David Ignatius: So, this does feel different and I've been trying to think why does it, it feel so different? Peggy Noonan, who's a, you know, fairly conservative columnist, wrote on The Wall Street Journal this morning a very angry, you know, emotional piece. The headline was a republic, but can we keep it ruminating on this?
I think part of it is just this feeling that this is the people's house and he's treating it like his own personal property. He's treating every part of the government like his own personal property. It's almost a compulsive desire to blow through limits, you know, in every direction, involving the military, the CIA, Justice, you know, campaign of retribution against his enemies.

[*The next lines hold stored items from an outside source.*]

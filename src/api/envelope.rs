//! `{"detail": "..."}` response body shared by the lookup endpoints.

use crate::pipeline::{Outcome, NO_EMBEDDINGS_DETAIL};
use axum::http::StatusCode;
use axum::response::{IntoResponse, Response};
use serde::{Deserialize, Serialize};
use std::fmt::Display;

/// Prefix of every failure detail.
pub const ERROR_PREFIX: &str = "An error occurred: ";

#[derive(Debug, Clone, PartialEq, Eq, Serialize, Deserialize)]
pub struct Detail {
    pub detail: String,
}

impl Detail {
    pub fn ok(detail: impl Into<String>) -> Response {
        let body = Self {
            detail: detail.into(),
        };
        (StatusCode::OK, axum::Json(body)).into_response()
    }

    pub fn error(message: impl Display) -> Response {
        let body = Self {
            detail: format!("{ERROR_PREFIX}{message}"),
        };
        (StatusCode::BAD_REQUEST, axum::Json(body)).into_response()
    }
}

impl IntoResponse for Outcome {
    fn into_response(self) -> Response {
        match self {
            Self::Competitors(sentence) => Detail::ok(sentence),
            Self::NoSignal => Detail::ok(NO_EMBEDDINGS_DETAIL),
            Self::Failed { message, .. } => Detail::error(message),
        }
    }
}
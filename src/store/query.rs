//! Immutable search request values and their Elasticsearch JSON form

use serde_json::{json, Value};

/// A single query clause.
///
/// Clauses compose into a tree through [`BoolQuery`]; nothing is mutated
/// after construction.
#[derive(Debug, Clone, PartialEq)]
pub enum Query {
    /// Exact match of `value` against a keyword field
    Term { field: String, value: String },
    /// The field holds at least one non-null value
    Exists { field: String },
    /// Approximate nearest-neighbour similarity on a dense-vector field
    Knn(KnnClause),
    /// Boolean composition of clauses
    Bool(BoolQuery),
}

/// kNN clause parameters.
#[derive(Debug, Clone, PartialEq)]
pub struct KnnClause {
    pub field: String,
    pub query_vector: Vec<f64>,
    /// Approximate matches gathered before final ranking
    pub num_candidates: usize,
}

/// `must` clauses all have to match; any matching `must_not` clause rejects.
#[derive(Debug, Clone, Default, PartialEq)]
pub struct BoolQuery {
    pub must: Vec<Query>,
    pub must_not: Vec<Query>,
}

impl BoolQuery {
    pub fn new() -> Self {
        Self::default()
    }

    #[must_use]
    pub fn must(mut self, clause: Query) -> Self {
        self.must.push(clause);
        self
    }

    #[must_use]
    pub fn must_not(mut self, clause: Query) -> Self {
        self.must_not.push(clause);
        self
    }
}

impl Query {
    pub fn term(field: impl Into<String>, value: impl Into<String>) -> Self {
        Self::Term {
            field: field.into(),
            value: value.into(),
        }
    }

    pub fn exists(field: impl Into<String>) -> Self {
        Self::Exists {
            field: field.into(),
        }
    }

    /// The scoring kNN clause, searched through `must` branches only.
    pub fn knn_clause(&self) -> Option<&KnnClause> {
        match self {
            Self::Knn(knn) => Some(knn),
            Self::Bool(b) => b.must.iter().find_map(Self::knn_clause),
            Self::Term { .. } | Self::Exists { .. } => None,
        }
    }

    /// Elasticsearch query DSL representation.
    pub fn to_json(&self) -> Value {
        match self {
            Self::Term { field, value } => json!({ "term": { field.as_str(): value } }),
            Self::Exists { field } => json!({ "exists": { "field": field } }),
            Self::Knn(knn) => json!({
                "knn": {
                    "field": knn.field,
                    "query_vector": knn.query_vector,
                    "num_candidates": knn.num_candidates,
                }
            }),
            Self::Bool(b) => {
                let mut body = serde_json::Map::new();
                if !b.must.is_empty() {
                    body.insert(
                        "must".to_string(),
                        Value::Array(b.must.iter().map(Self::to_json).collect()),
                    );
                }
                if !b.must_not.is_empty() {
                    body.insert(
                        "must_not".to_string(),
                        Value::Array(b.must_not.iter().map(Self::to_json).collect()),
                    );
                }
                json!({ "bool": body })
            }
        }
    }
}

/// A complete search: query plus page size.
#[derive(Debug, Clone, PartialEq)]
pub struct SearchRequest {
    pub query: Query,
    pub size: usize,
}

impl SearchRequest {
    pub const fn new(query: Query, size: usize) -> Self {
        Self { query, size }
    }

    /// Request body for `POST /{index}/_search`.
    pub fn to_json(&self) -> Value {
        json!({
            "size": self.size,
            "query": self.query.to_json(),
        })
    }
}
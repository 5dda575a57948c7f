//! HTTP handlers

use super::envelope::Detail;
use super::ServiceState;
use crate::types::FamilySummary;
use axum::extract::{Path, State};
use axum::response::{IntoResponse, Response};
use axum::Json;
use serde::Serialize;
use tracing::warn;

#[derive(Debug, Serialize)]
pub struct WelcomeResponse {
    pub message: &'static str,
}

#[derive(Debug, Serialize)]
pub struct HealthResponse {
    pub status: &'static str,
    pub backend: String,
    pub store_reachable: bool,
    pub checked_at: String,
}

/// GET /
pub async fn root() -> Json<WelcomeResponse> {
    Json(WelcomeResponse {
        message: "Welcome to competitor-scout!",
    })
}

/// GET /health - reports whether the document store answers
pub async fn get_health(State(state): State<ServiceState>) -> Json<HealthResponse> {
    let store = state.finder.store();
    let reachable = match store.ping().await {
        Ok(()) => true,
        Err(e) => {
            warn!(backend = store.backend_name(), error = %e, "Document store ping failed");
            false
        }
    };

    Json(HealthResponse {
        status: if reachable { "healthy" } else { "degraded" },
        backend: store.backend_name().to_string(),
        store_reachable: reachable,
        checked_at: chrono::Utc::now().to_rfc3339(),
    })
}

/// GET /patents/{company} - raw exact-match families
pub async fn get_patents(
    State(state): State<ServiceState>,
    Path(company): Path<String>,
) -> Response {
    match state.finder.fetch_families(&company).await {
        Ok(families) => {
            let body: Vec<FamilySummary> = families.into_iter().map(FamilySummary::from).collect();
            Json(body).into_response()
        }
        Err(e) => {
            warn!(company = %company, error = %e, "Family lookup failed");
            Detail::error(e)
        }
    }
}

/// GET /competitors/{company}
pub async fn get_competitors(
    State(state): State<ServiceState>,
    Path(company): Path<String>,
) -> Response {
    state.finder.find_competitors(&company).await.into_response()
}
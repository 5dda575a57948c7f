//! Pipeline stages and terminal outcomes
//!
//! A competitor lookup walks a short linear state machine:
//!
//! ```text
//! Start -> PatentsFetched -> EmbeddingComputed -> KnnExecuted
//!       -> CompetitorsExtracted -> Formatted
//! ```
//!
//! `PatentsFetched` may end early in [`Outcome::NoSignal`] when no family
//! carries an embedding; any error ends in [`Outcome::Failed`] tagged with
//! the last stage reached.

use std::fmt;

/// Detail reported when the company has no embedded family.
pub const NO_EMBEDDINGS_DETAIL: &str = "No embeddings found for the given company.";

/// Progress of a single competitor lookup.
#[derive(Debug, Clone, Copy, PartialEq, Eq)]
pub enum PipelineStage {
    Start,
    PatentsFetched,
    EmbeddingComputed,
    KnnExecuted,
    CompetitorsExtracted,
    Formatted,
}

impl fmt::Display for PipelineStage {
    fn fmt(&self, f: &mut fmt::Formatter<'_>) -> fmt::Result {
        let s = match self {
            Self::Start => "start",
            Self::PatentsFetched => "patents_fetched",
            Self::EmbeddingComputed => "embedding_computed",
            Self::KnnExecuted => "knn_executed",
            Self::CompetitorsExtracted => "competitors_extracted",
            Self::Formatted => "formatted",
        };
        f.write_str(s)
    }
}

/// Terminal result of a competitor lookup.
#[derive(Debug, Clone, PartialEq, Eq)]
pub enum Outcome {
    /// Formatted competitor sentence (possibly the "no competitors" shape)
    Competitors(String),
    /// The company has no family with an embedding
    NoSignal,
    /// A store call or the aggregation failed
    Failed { stage: PipelineStage, message: String },
}

#[cfg(test)]
mod tests {
    use super::*;

    #[test]
    fn test_stage_display_is_snake_case() {
        let names: Vec<String> = [
            PipelineStage::Start,
            PipelineStage::PatentsFetched,
            PipelineStage::EmbeddingComputed,
            PipelineStage::KnnExecuted,
            PipelineStage::CompetitorsExtracted,
            PipelineStage::Formatted,
        ]
        .iter()
        .map(ToString::to_string)
        .collect();
        assert_eq!(
            names,
            [
                "start",
                "patents_fetched",
                "embedding_computed",
                "knn_executed",
                "competitors_extracted",
                "formatted"
            ]
        );
    }
}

And I think it's begun to worry more and more people. This is such a symbolic moment with a steam shovel, you know? If that photograph on the Washington Post, my beloved newspaper hadn't, appeared, we might not have known about this for a day or two. I mean, they were doing this stealthily.
Peter Baker: Which is shocking, right? They didn't announce it. They tried to hide it. They knew. They knew there'd be a reaction. I don't think they knew quite the reaction that they would be.
But what's really remarkable too is how anathema it is to the original design of the White House. The original idea of the White House was to produce a relatively modest home for a president compared to the palaces of Europe. They didn't want a Versailles. George Washington and the group that brought us the White House wanted something that was the people's house. It was of a certain degree of modesty and certainly not a palatial, ostentatious kind of thing.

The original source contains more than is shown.